Nervous necrosis virus (NNV), causing almost 100% mortality among infected larvae and juvenile fish, is severely affecting the aquaculture industry. Although various vaccines against NNV were studied, they can hardly provoke strong enough immunity in fry with immature immune systems. To eliminate the infection possibility during fertilization, we applied an anti-NNV strategy by neutralization based on a single-chain variable fragment (ScFv) antibody, named Sc3F9, against orange-spotted grouper nervous necrosis virus (OGNNV).

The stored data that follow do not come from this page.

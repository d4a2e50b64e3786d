//! `Classification`: the immutable result of classifying one name (spec §3).

use serde::{Deserialize, Serialize};

use crate::error::{Error, Result};
use crate::ethnicity::Ethnicity;
use crate::method::Method;

/// The immutable result of classifying a single name.
///
/// Constructed only through [`Classification::new`], which enforces the
/// per-method confidence invariant from spec §3.
#[derive(Debug, Clone, Serialize, Deserialize)]
pub struct Classification {
    pub original_name: String,
    pub normalized_name: String,
    pub ethnicity: Ethnicity,
    pub confidence: f64,
    pub method: Method,
    pub processing_ms: u64,
    pub provider: Option<String>,
    pub cost: Option<f64>,
}

impl Classification {
    /// Construct a `Classification`, validating that `confidence` falls
    /// within the range `method` allows.
    pub fn new(
        original_name: impl Into<String>,
        normalized_name: impl Into<String>,
        ethnicity: Ethnicity,
        confidence: f64,
        method: Method,
        processing_ms: u64,
    ) -> Result<Self> {
        let (min, max) = method.confidence_range();
        if !(min..=max).contains(&confidence) {
            return Err(Error::ConfidenceOutOfRange {
                confidence,
                min,
                max,
                method,
            });
        }
        Ok(Self {
            original_name: original_name.into(),
            normalized_name: normalized_name.into(),
            ethnicity,
            confidence,
            method,
            processing_ms,
            provider: None,
            cost: None,
        })
    }

    pub fn with_provider(mut self, provider: impl Into<String>) -> Self {
        self.provider = Some(provider.into());
        self
    }

    pub fn with_cost(mut self, cost: f64) -> Self {
        self.cost = Some(cost);
        self
    }

    /// Build the single terminal `llm_unavailable` outcome (spec §4.6,
    /// §7): ethnicity `unknown`, confidence 0.0, method `llm`. This is the
    /// one case where `Method::Llm`'s confidence floor of 0.0 is used.
    pub fn llm_unavailable(original_name: impl Into<String>, normalized_name: impl Into<String>) -> Self {
        Self {
            original_name: original_name.into(),
            normalized_name: normalized_name.into(),
            ethnicity: Ethnicity::Unknown,
            confidence: 0.0,
            method: Method::Llm,
            processing_ms: 0,
            provider: None,
            cost: None,
        }
    }
}

#[cfg(test)]
mod tests {
    use super::*;

    #[test]
    fn rejects_confidence_below_method_floor() {
        let result = Classification::new("Bongani", "bongani", Ethnicity::African, 0.4, Method::RuleBased, 1);
        assert!(matches!(result, Err(Error::ConfidenceOutOfRange { .. })));
    }

    #[test]
    fn accepts_confidence_within_range() {
        let c = Classification::new("Bongani", "bongani", Ethnicity::African, 0.9, Method::RuleBased, 1).unwrap();
        assert_eq!(c.confidence, 0.9);
    }

    #[test]
    fn llm_unavailable_is_always_valid() {
        let c = Classification::llm_unavailable("Xx", "xx");
        assert_eq!(c.confidence, 0.0);
        assert_eq!(c.method, Method::Llm);
        assert_eq!(c.ethnicity, Ethnicity::Unknown);
    }
}
#[cfg(test)]
mod tests {
    use super::*;
    use leadscout_core::{Classification, Ethnicity, Method};
    use std::collections::HashMap as Map;

    fn fingerprint() -> InputFingerprint {
        InputFingerprint::compute("leads.xlsx", b"contents")
    }

    #[test]
    fn begin_job_creates_a_new_running_job() {
        let store = JobStore::in_memory().unwrap();
        let job = store.begin_job(&fingerprint(), 100, "owner-a", Duration::from_secs(900), false).unwrap();
        assert_eq!(job.status, JobStatus::Running);
        assert_eq!(job.processed_count, 0);
    }

    #[test]
    fn begin_job_conflicts_on_unexpired_foreign_lock() {
        let store = JobStore::in_memory().unwrap();
        store.begin_job(&fingerprint(), 100, "owner-a", Duration::from_secs(900), false).unwrap();
        let result = store.begin_job(&fingerprint(), 100, "owner-b", Duration::from_secs(900), false);
        assert!(matches!(result, Err(Error::LockConflict(_))));
    }

    #[test]
    fn same_owner_can_reacquire_its_own_lock() {
        let store = JobStore::in_memory().unwrap();
        let first = store.begin_job(&fingerprint(), 100, "owner-a", Duration::from_secs(900), false).unwrap();
        let second = store.begin_job(&fingerprint(), 100, "owner-a", Duration::from_secs(900), false).unwrap();
        assert_eq!(first.job_id, second.job_id);
    }

    #[test]
    fn next_pending_batch_partitions_rows_contiguously() {
        let store = JobStore::in_memory().unwrap();
        let job = store.begin_job(&fingerprint(), 25, "owner-a", Duration::from_secs(900), false).unwrap();

        let b1 = store.next_pending_batch(&job.job_id, 10, 25).unwrap().unwrap();
        assert_eq!((b1.first_row, b1.last_row), (1, 10));
        store.commit_batch(&job.job_id, b1.batch_number, &[]).unwrap();

        let b2 = store.next_pending_batch(&job.job_id, 10, 25).unwrap().unwrap();
        assert_eq!((b2.first_row, b2.last_row), (11, 20));
        store.commit_batch(&job.job_id, b2.batch_number, &[]).unwrap();

        let b3 = store.next_pending_batch(&job.job_id, 10, 25).unwrap().unwrap();
        assert_eq!((b3.first_row, b3.last_row), (21, 25));
        store.commit_batch(&job.job_id, b3.batch_number, &[]).unwrap();

        assert!(store.next_pending_batch(&job.job_id, 10, 25).unwrap().is_none());
    }

    #[test]
    fn commit_batch_persists_results_and_advances_processed_count() {
        let store = JobStore::in_memory().unwrap();
        let job = store.begin_job(&fingerprint(), 10, "owner-a", Duration::from_secs(900), false).unwrap();
        let batch = store.next_pending_batch(&job.job_id, 10, 10).unwrap().unwrap();

        let classification = Classification::new("Bongani", "bongani", Ethnicity::African, 0.9, Method::RuleBased, 1).unwrap();
        let results = vec![LeadResult::success(1, Map::new(), classification, 1)];
        store.commit_batch(&job.job_id, batch.batch_number, &results).unwrap();

        let updated = store.get_job(&job.job_id).unwrap().unwrap();
        assert_eq!(updated.processed_count, 1);
    }

    #[test]
    fn resume_reclassifies_in_progress_batches_as_pending() {
        let store = JobStore::in_memory().unwrap();
        let job = store.begin_job(&fingerprint(), 20, "owner-a", Duration::from_secs(900), false).unwrap();
        let batch = store.next_pending_batch(&job.job_id, 10, 20).unwrap().unwrap();
        store.mark_batch_in_progress(&job.job_id, batch.batch_number).unwrap();

        let state = store.resume(&job.job_id).unwrap();
        assert_eq!(state.next_row, 1);
        assert_eq!(state.processed_count, 0);

        let again = store.next_pending_batch(&job.job_id, 10, 20).unwrap().unwrap();
        assert_eq!(again.batch_number, batch.batch_number);
    }

    #[test]
    fn commit_partial_batch_requeues_the_remainder() {
        let store = JobStore::in_memory().unwrap();
        let job = store.begin_job(&fingerprint(), 10, "owner-a", Duration::from_secs(900), false).unwrap();
        let batch = store.next_pending_batch(&job.job_id, 10, 10).unwrap().unwrap();

        let classification = Classification::new("Bongani", "bongani", Ethnicity::African, 0.9, Method::RuleBased, 1).unwrap();
        let results = vec![LeadResult::success(1, Map::new(), classification.clone(), 1), LeadResult::success(2, Map::new(), classification, 1)];
        store.commit_partial_batch(&job.job_id, batch.batch_number, 2, &results).unwrap();

        let remainder = store.next_pending_batch(&job.job_id, 10, 10).unwrap().unwrap();
        assert_eq!((remainder.first_row, remainder.last_row), (3, 10));

        let updated = store.get_job(&job.job_id).unwrap().unwrap();
        assert_eq!(updated.processed_count, 2);
    }
}
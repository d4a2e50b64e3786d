//! Learning Store cascade layer: exact cache hits, then active learned
//! patterns (spec §4.4).

use std::sync::Arc;

use async_trait::async_trait;
use leadscout_core::{phonetic::PhoneticCode, Classification};
use leadscout_learning::{LearningStore, DEFAULT_LEARNED_THRESHOLD};

use crate::layer::ClassifierLayer;

pub struct LearningLayer {
    learning: Arc<LearningStore>,
    threshold: f64,
}

impl LearningLayer {
    pub fn new(learning: Arc<LearningStore>) -> Self {
        Self { learning, threshold: DEFAULT_LEARNED_THRESHOLD }
    }

    pub fn with_threshold(learning: Arc<LearningStore>, threshold: f64) -> Self {
        Self { learning, threshold }
    }
}

#[async_trait]
impl ClassifierLayer for LearningLayer {
    async fn try_classify(&self, _original_name: &str, normalized_name: &str, codes: &PhoneticCode) -> Option<Classification> {
        if let Some(hit) = self.learning.lookup_exact(normalized_name) {
            return Some(hit);
        }
        self.learning.lookup_patterns(normalized_name, codes, self.threshold)
    }

    fn layer_name(&self) -> &'static str {
        "learning"
    }
}
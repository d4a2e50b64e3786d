//! `Lead` and `LeadResult` (spec §3).

use std::collections::HashMap;

use serde::{Deserialize, Serialize};
use serde_json::Value;

use crate::classification::Classification;

/// An opaque input record. `row_index` is 1-based and stable across runs
/// of the same logical input (spec §3).
#[derive(Debug, Clone, Serialize, Deserialize)]
pub struct Lead {
    pub row_index: u64,
    pub director_name: String,
    /// Arbitrary passthrough fields, copied verbatim into the output sink.
    pub fields: HashMap<String, Value>,
}

impl Lead {
    pub fn new(row_index: u64, director_name: impl Into<String>) -> Self {
        Self {
            row_index,
            director_name: director_name.into(),
            fields: HashMap::new(),
        }
    }

    pub fn with_field(mut self, key: impl Into<String>, value: impl Into<Value>) -> Self {
        self.fields.insert(key.into(), value.into());
        self
    }
}

/// Outcome of processing a single `Lead` through the classifier pipeline.
#[derive(Debug, Clone, Copy, PartialEq, Eq, Serialize, Deserialize)]
#[serde(rename_all = "snake_case")]
pub enum ProcessingStatus {
    Success,
    Failed,
    Skipped,
}

/// Stable error-kind tags surfaced on a `LeadResult` (spec §7).
#[derive(Debug, Clone, Copy, PartialEq, Eq, Serialize, Deserialize)]
#[serde(rename_all = "snake_case")]
pub enum ErrorKind {
    InvalidInput,
    LlmUnavailable,
    SchemaViolation,
    ContentFiltered,
    Auth,
    StorageError,
}

impl ErrorKind {
    pub fn as_str(&self) -> &'static str {
        match self {
            ErrorKind::InvalidInput => "invalid_input",
            ErrorKind::LlmUnavailable => "llm_unavailable",
            ErrorKind::SchemaViolation => "schema_violation",
            ErrorKind::ContentFiltered => "content_filtered",
            ErrorKind::Auth => "auth",
            ErrorKind::StorageError => "storage_error",
        }
    }
}

impl std::fmt::Display for ErrorKind {
    fn fmt(&self, f: &mut std::fmt::Formatter<'_>) -> std::fmt::Result {
        write!(f, "{}", self.as_str())
    }
}

/// A committed (or about-to-be-committed) per-row outcome. Exactly one
/// `LeadResult` exists per `(job_id, row_index)` once committed (spec §3).
#[derive(Debug, Clone, Serialize, Deserialize)]
pub struct LeadResult {
    pub row_index: u64,
    pub lead_fields: HashMap<String, Value>,
    pub classification: Option<Classification>,
    pub processing_status: ProcessingStatus,
    pub error_kind: Option<ErrorKind>,
    pub error_message: Option<String>,
    pub attempts: u32,
}

impl LeadResult {
    pub fn success(row_index: u64, lead_fields: HashMap<String, Value>, classification: Classification, attempts: u32) -> Self {
        Self {
            row_index,
            lead_fields,
            classification: Some(classification),
            processing_status: ProcessingStatus::Success,
            error_kind: None,
            error_message: None,
            attempts,
        }
    }

    pub fn skipped(row_index: u64, lead_fields: HashMap<String, Value>, error_kind: ErrorKind, error_message: impl Into<String>) -> Self {
        Self {
            row_index,
            lead_fields,
            classification: None,
            processing_status: ProcessingStatus::Skipped,
            error_kind: Some(error_kind),
            error_message: Some(error_message.into()),
            attempts: 0,
        }
    }

    pub fn failed(
        row_index: u64,
        lead_fields: HashMap<String, Value>,
        classification: Classification,
        error_kind: ErrorKind,
        error_message: impl Into<String>,
        attempts: u32,
    ) -> Self {
        Self {
            row_index,
            lead_fields,
            classification: Some(classification),
            processing_status: ProcessingStatus::Failed,
            error_kind: Some(error_kind),
            error_message: Some(error_message.into()),
            attempts,
        }
    }
}
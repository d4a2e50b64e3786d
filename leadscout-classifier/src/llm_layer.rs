//! LLM cascade layer: last resort, always returns `Some` (either a real
//! classification or the terminal `llm_unavailable` outcome, spec §4.6).

use std::sync::Arc;

use async_trait::async_trait;
use leadscout_core::{phonetic::PhoneticCode, Classification};
use leadscout_learning::LearningStore;
use leadscout_llm::LLMRouter;
use tracing::error;

use crate::layer::ClassifierLayer;

/// Bounded number of prior verified exemplars injected into each LLM
/// request (spec §4.5: "a small number of retrieved exemplars").
const MAX_EXEMPLARS: usize = 5;

pub struct LlmLayer {
    router: Arc<LLMRouter>,
    learning: Arc<LearningStore>,
}

impl LlmLayer {
    pub fn new(router: Arc<LLMRouter>, learning: Arc<LearningStore>) -> Self {
        Self { router, learning }
    }
}

#[async_trait]
impl ClassifierLayer for LlmLayer {
    async fn try_classify(&self, original_name: &str, normalized_name: &str, _codes: &PhoneticCode) -> Option<Classification> {
        let exemplars = self.learning.exemplars(MAX_EXEMPLARS);
        match self.router.classify(original_name, normalized_name, &exemplars).await {
            Ok(classification) => Some(classification),
            Err(e) => {
                error!(error = %e, "LLM layer produced an internal error, falling through with no classification");
                None
            }
        }
    }

    fn layer_name(&self) -> &'static str {
        "llm"
    }
}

Sc3F9 binds to the shell domain of viral capsid protein (CP) with a dissociation constant (KD) of 48.6 nM by interacting with two discontinuous target sites on CP fragments of G122-L128 and L141-A148. The binding capacity was enhanced by prokaryotic expressing double copies of Sc3F9 (DSc3F9) in tandem, and the augmented avidity (KD = 29.5 nM) with irreversible binding to OGNNV was stable even in high salinity, indicating the wide application potential in seawater. DSc3F9 exhibited great recognition breadth within the Betanodavirus genus to bind all NNV serotypes in working concentration (40 μg/mL) and distinguished these three serotypes by different levels of binding capacity in low concentration (10 μg/mL). DSc3F9 blocked virus-like particle entry by destructing its virion as well as strongly neutralized OGNNV with an average half-maximal inhibitory concentration (IC50) value of 0.64 μM. Moreover, DSc3F9 efficiently eliminated the possible NNV infection during fertilization by washing grouper eggs before artificial insemination without reducing the fertility rate and hatchability. Thus, our results not only obtained a strong anti-NNV candidate but also provided an approach to NNV decontamination, especially in obtaining NNV-free grouper eggs.